(Required work):
Using the records below, copy every line that holds the string "MemoryLegalIndex".

(Data entries)
━━━━━━━━

use crate::index::{Candidate, ChunkFilter, LegalIndex};
use async_trait::async_trait;
use lex_core::LegalChunk;
use lex_error::Result;
use lex_llm::EmbedModel;
use std::collections::BTreeMap;
use std::sync::Arc;
use tokio::sync::RwLock;
use tracing::instrument;

/// 基于内存的法规索引
///
/// 开发与测试用，行为与 Qdrant 索引一致。
pub struct MemoryLegalIndex {
    entries: Arc<RwLock<Vec<(LegalChunk, Vec<f32>)>>>,
}

impl MemoryLegalIndex {
    pub fn new() -> Self {
        Self {
            entries: Arc::new(RwLock::new(Vec::new())),
        }
    }
}

impl Default for MemoryLegalIndex {
    fn default() -> Self {
        Self::new()
    }
}

#[async_trait]
impl LegalIndex for MemoryLegalIndex {
    async fn upsert(&self, chunks: Vec<(LegalChunk, Vec<f32>)>) -> Result<()> {
        let mut entries = self.entries.write().await;
        entries.extend(chunks);
        Ok(())
    }

    #[instrument(skip(self, embedding, filter))]
    async fn query(
        &self,
        embedding: &[f32],
        limit: usize,
        filter: &ChunkFilter,
    ) -> Result<Vec<Candidate>> {
        let entries = self.entries.read().await;
        let mut candidates: Vec<Candidate> = entries
            .iter()
            .filter(|(chunk, _)| filter.matches(chunk))
            .map(|(chunk, vector)| Candidate {
                chunk: chunk.clone(),
                similarity: cosine_similarity(embedding, vector),
            })
            .collect();

        candidates.sort_by(|a, b| {
            b.similarity
                .partial_cmp(&a.similarity)
                .unwrap_or(std::cmp::Ordering::Equal)
        });
        candidates.truncate(limit);
        Ok(candidates)
    }

    async fn remove_source(&self, source_id: &str) -> Result<usize> {
        let mut entries = self.entries.write().await;
        let before = entries.len();
        entries.retain(|(chunk, _)| chunk.source_id != source_id);
        Ok(before - entries.len())
    }

    async fn count(&self) -> Result<usize> {
        Ok(self.entries.read().await.len())
    }

    async fn count_by_level(&self) -> Result<BTreeMap<u8, usize>> {
        let entries = self.entries.read().await;
        let mut counts = BTreeMap::new();
        for (chunk, _) in entries.iter() {
            *counts.entry(chunk.hierarchy_level).or_insert(0) += 1;
        }
        Ok(counts)
    }
}

/// 余弦相似度，零向量返回 0
pub fn cosine_similarity(a: &[f32], b: &[f32]) -> f32 {
    if a.len() != b.len() || a.is_empty() {
        return 0.0;
    }
    let dot: f32 = a.iter().zip(b.iter()).map(|(x, y)| x * y).sum();
    let norm_a: f32 = a.iter().map(|x| x * x).sum::<f32>().sqrt();
    let norm_b: f32 = b.iter().map(|x| x * x).sum::<f32>().sqrt();
    if norm_a == 0.0 || norm_b == 0.0 {
        return 0.0;
    }
    dot / (norm_a * norm_b)
}

/// Mock 嵌入模型：基于词哈希的确定性向量，用于无外部依赖的环境
pub struct MockEmbedModel {
    dimension: usize,
}

impl MockEmbedModel {
    pub fn new(dimension: usize) -> Self {
        Self { dimension }
    }
}

impl Default for MockEmbedModel {
    fn default() -> Self {
        Self::new(64)
    }
}

#[async_trait]
impl EmbedModel for MockEmbedModel {
    async fn embed(&self, texts: &[String]) -> Result<Vec<Vec<f32>>> {
        Ok(texts
            .iter()
            .map(|text| {
                let mut vector = vec![0.0f32; self.dimension];
                for word in text.split_whitespace() {
                    let mut hash: u64 = 1469598103934665603;
                    for byte in word.to_lowercase().bytes() {
                        hash ^= byte as u64;
                        hash = hash.wrapping_mul(1099511628211);
                    }
                    vector[(hash % self.dimension as u64) as usize] += 1.0;
                }
                let norm: f32 = vector.iter().map(|x| x * x).sum::<f32>().sqrt();
                if norm > 0.0 {
                    for value in vector.iter_mut() {
                        *value /= norm;
                    }
                }
                vector
            })
            .collect())
    }
}

#[cfg(test)]
mod tests {
    use super::*;

    #[test]
    fn test_cosine_similarity() {
        assert!((cosine_similarity(&[1.0, 0.0], &[1.0, 0.0]) - 1.0).abs() < 1e-6);
        assert!(cosine_similarity(&[1.0, 0.0], &[0.0, 1.0]).abs() < 1e-6);
        assert_eq!(cosine_similarity(&[0.0, 0.0], &[1.0, 0.0]), 0.0);
        assert_eq!(cosine_similarity(&[1.0], &[1.0, 0.0]), 0.0);
    }

    #[tokio::test]
    async fn test_mock_embed_is_deterministic() {
        let model = MockEmbedModel::default();
        let a = model.embed(&["Förderfähige Kosten".to_string()]).await.unwrap();
        let b = model.embed(&["Förderfähige Kosten".to_string()]).await.unwrap();
        assert_eq!(a, b);
        assert_eq!(a[0].len(), 64);
    }
}
use chrono::{DateTime, Utc};
use serde::{Deserialize, Serialize};
use uuid::Uuid;

#[derive(Debug, Clone, Serialize, Deserialize)]
pub struct LegalChunk {
    pub content: String,
    pub norm_citation: String,
    pub article: Option<String>,
    pub paragraph: Option<String>,
    pub subparagraph: Option<String>,
    pub hierarchy_level: u8, // 1 (treaty) .. 7 (non-binding guidance)
    pub cross_references: Vec<String>,
    pub definitions_used: Vec<String>,
    pub chunk_index: usize,
    pub total_chunks: usize,
    pub funding_period: Option<String>,
    pub source_id: String,
    pub created_at: DateTime<Utc>,
}

#[derive(Debug, Clone, Serialize, Deserialize)]
pub struct LegalDefinition {
    pub term: String,
    pub definition: String,
    pub norm_citation: String,
    pub funding_period: Option<String>,
}

#[derive(Debug, Clone, Serialize, Deserialize)]
pub struct LegalSearchResult {
    pub content: String,
    pub norm_citation: String,
    pub article: Option<String>,
    pub paragraph: Option<String>,
    pub hierarchy_level: u8,
    pub similarity: f32,
    pub weighted_score: f32,
    pub cross_references: Vec<String>,
    pub definitions_used: Vec<String>,
    pub metadata: serde_json::Value,
}

#[derive(Debug, Clone, Serialize, Deserialize)]
pub struct LegalContextEntry {
    pub norm_citation: String,
    pub source_kind: String, // regulation | national_law | definition | ...
    pub content: String,
    pub weighted_score: f32,
}

#[derive(Debug, Clone, Default, Serialize, Deserialize)]
pub struct Invoice {
    pub invoice_number: Option<String>,
    pub supplier: Option<String>,
    pub beneficiary: Option<String>,
    pub invoice_date: Option<String>,
    pub net_amount: Option<f64>,
    pub vat_amount: Option<f64>,
    pub gross_amount: Option<f64>,
    pub currency: Option<String>,
    pub service_description: Option<String>,
    pub service_period: Option<String>,
    pub cost_category: Option<String>,
}

#[derive(Debug, Clone, Copy, PartialEq, Eq, Serialize, Deserialize)]
#[serde(rename_all = "lowercase")]
pub enum PrecheckSeverity {
    Info,
    Warning,
    Error,
}

#[derive(Debug, Clone, Serialize, Deserialize)]
pub struct PrecheckFinding {
    pub field: String,
    pub severity: PrecheckSeverity,
    pub message: String,
}

#[derive(Debug, Clone, Serialize, Deserialize)]
pub struct SimilarCase {
    pub case_id: String,
    pub summary: String,
    pub outcome: String,
}

#[derive(Debug, Clone, Serialize, Deserialize)]
pub struct InvoiceAnalysisRequest {
    pub document_id: Uuid,
    pub ruleset_id: String,
    pub invoice: Invoice,
    pub precheck_findings: Vec<PrecheckFinding>,
    pub project_context: Option<String>,
    pub beneficiary_context: Option<String>,
    pub similar_cases: Vec<SimilarCase>,
    pub legal_context: Option<Vec<LegalContextEntry>>,
    pub mandatory_fields: Vec<String>,
}

#[derive(Debug, Clone, Serialize, Deserialize)]
pub struct LegalCheckerConfig {
    pub enabled: bool,
    pub funding_period: String, // 2014-2020 | 2021-2027
    pub max_results: u16,
    pub min_relevance_score: f32,
    pub use_hierarchy_weighting: bool,
    pub include_definitions: bool,
}

impl Default for LegalCheckerConfig {
    fn default() -> Self {
        Self {
            enabled: false,
            funding_period: "2021-2027".to_string(),
            max_results: 5,
            min_relevance_score: 0.6,
            use_hierarchy_weighting: true,
            include_definitions: true,
        }
    }
}

impl LegalCheckerConfig {
    pub fn validate(&self) -> lex_error::Result<()> {
        if self.max_results < 1 || self.max_results > 20 {
            return Err(lex_error::LexError::Validation {
                message: format!("max_results must be in [1,20], got {}", self.max_results),
            });
        }
        if !(0.0..=1.0).contains(&self.min_relevance_score) {
            return Err(lex_error::LexError::Validation {
                message: format!(
                    "min_relevance_score must be in [0.0,1.0], got {}",
                    self.min_relevance_score
                ),
            });
        }
        if self.funding_period != "2014-2020" && self.funding_period != "2021-2027" {
            return Err(lex_error::LexError::Validation {
                message: format!("unknown funding_period: {}", self.funding_period),
            });
        }
        Ok(())
    }
}

#[derive(Debug, Clone, Serialize, Deserialize)]
pub struct DuplicateCheckerConfig {
    pub enabled: bool,
}

impl Default for DuplicateCheckerConfig {
    fn default() -> Self {
        Self { enabled: true }
    }
}

#[derive(Debug, Clone, Serialize, Deserialize)]
pub struct AmountCheckerConfig {
    pub enabled: bool,
    pub tolerance_percent: f32,
}

impl Default for AmountCheckerConfig {
    fn default() -> Self {
        Self {
            enabled: true,
            tolerance_percent: 2.0,
        }
    }
}

#[derive(Debug, Clone, Default, Serialize, Deserialize)]
pub struct CheckerSettings {
    pub legal_checker: LegalCheckerConfig,
    pub duplicate_checker: DuplicateCheckerConfig,
    pub amount_checker: AmountCheckerConfig,
}

impl CheckerSettings {
    pub fn validate(&self) -> lex_error::Result<()> {
        self.legal_checker.validate()?;
        if !(0.0..=100.0).contains(&self.amount_checker.tolerance_percent) {
            return Err(lex_error::LexError::Validation {
                message: format!(
                    "tolerance_percent must be in [0,100], got {}",
                    self.amount_checker.tolerance_percent
                ),
            });
        }
        Ok(())
    }
}

#[derive(Debug, Clone, Copy, PartialEq, Eq, Serialize, Deserialize)]
#[serde(rename_all = "snake_case")]
pub enum OverallAssessment {
    Approved,
    ReviewRequired,
    Rejected,
}

#[derive(Debug, Clone, Serialize, Deserialize)]
pub struct AnalysisResult {
    pub id: Uuid,
    pub document_id: Uuid,
    pub ruleset_id: String,
    pub provider: String,
    pub model: String,
    pub semantic_check: String,
    pub economic_check: String,
    pub beneficiary_match: String,
    pub warnings: Vec<String>,
    pub overall_assessment: OverallAssessment,
    pub confidence: f32,
    pub prompt_tokens: Option<u32>,
    pub completion_tokens: Option<u32>,
    pub latency_ms: i64,
    pub legal_context_used: bool,
    pub created_at: DateTime<Utc>,
}

#[derive(Debug, Clone, Copy, PartialEq, Eq, Serialize, Deserialize)]
#[serde(rename_all = "lowercase")]
pub enum DocumentStatus {
    Uploaded,
    Parsing,
    Parsed,
    Analyzing,
    Analyzed,
    Error,
}

impl DocumentStatus {
    pub fn can_transition(self, to: DocumentStatus) -> bool {
        use DocumentStatus::*;
        matches!(
            (self, to),
            (Uploaded, Parsing)
                | (Parsing, Parsed)
                | (Parsing, Error)
                | (Parsed, Analyzing)
                | (Analyzing, Analyzed)
                | (Analyzing, Error)
                // 重新提交：已分析或失败的文档可再次进入分析
                | (Analyzed, Analyzing)
                | (Error, Analyzing)
        )
    }
}

impl std::fmt::Display for DocumentStatus {
    fn fmt(&self, f: &mut std::fmt::Formatter<'_>) -> std::fmt::Result {
        let s = match self {
            DocumentStatus::Uploaded => "uploaded",
            DocumentStatus::Parsing => "parsing",
            DocumentStatus::Parsed => "parsed",
            DocumentStatus::Analyzing => "analyzing",
            DocumentStatus::Analyzed => "analyzed",
            DocumentStatus::Error => "error",
        };
        write!(f, "{}", s)
    }
}

#[derive(Debug, Clone, Serialize, Deserialize)]
pub struct Document {
    pub id: Uuid,
    pub file_name: String,
    pub ruleset_id: Option<String>,
    pub status: DocumentStatus,
    pub error: Option<String>,
    pub extracted_text: Option<String>,
    pub invoice: Option<Invoice>,
    pub created_at: DateTime<Utc>,
    pub updated_at: DateTime<Utc>,
}

#[derive(Debug, Clone, Serialize, Deserialize)]
pub struct AnalyzeRequest {
    pub provider: String,
    pub model: Option<String>,
}

#[derive(Debug, Clone, Default, Serialize, Deserialize)]
pub struct CorpusStats {
    pub total_sources: u64,
    pub total_chunks: u64,
    pub total_definitions: u64,
    pub chunks_by_level: std::collections::BTreeMap<u8, u64>,
    pub last_ingested: Option<DateTime<Utc>>,
}

pub use lex_error::{LexError as Error, Result};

━━━━━━━━

(Exercise result):
pub struct MemoryLegalIndex {
impl MemoryLegalIndex {
impl Default for MemoryLegalIndex {
impl LegalIndex for MemoryLegalIndex {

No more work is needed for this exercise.